Fair enough, but how do you make friends when you are post 50 and all the channels toward friendship seem to have evaporated? Making friends is easy when you are in school. Everyone is the same age, lives in the same place, and the fishing pond is filled with people with whom you share interests and values. And then you graduate.

What comes next is a hodge-podge: You collect friends from the different parts of your life. You become friends with the people at work -- again, a pool of people with common interests if not common ages. And you become friends with neighbors -- people who generally match your age and socio-economic community: If you rent in a building with single professionals, that's who you meet; if you buy in the suburbs where all the young families live, you will find other young families.
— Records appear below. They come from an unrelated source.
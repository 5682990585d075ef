//! Data types shared by point values and objects

pub mod time;
pub mod flags;

pub use time::DnpTime;
pub use flags::Flags;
When you become a parent, friendships are formed with the other parents. You meet them on your kids' sports teams, at school, and enrichment classes you sign your kid up for like karate and ballet. I used to push my daughter to take ballet mostly because I loved the Moms in the ballet class.

But then the kids grow up and much of what you had in common with many of your friends -- your children -- disappears from your social life. What you're left with is a big void and no easy way to fill it. What do you do to make friends when you are post 50? Mind you, we're not talking about dating here -- online or otherwise. Where do you find men and women and couples to hang out with when your own old friends are scattered to the wind? Skype and FaceTime keep me in contact with my long-distance old friends, but they aren't around to grab a cup of coffee wtih or go hiking with on Sunday morning.

Making friends at this transitional point in our lives is critical to our overall happiness. Barbra Streisand had it right: People who need people are the happiest people, and I don't think Babs was talking about virtual friends. We need people around us -- brick and mortar friends to go out to dinner with, catch a movie with, join the new pilates class with.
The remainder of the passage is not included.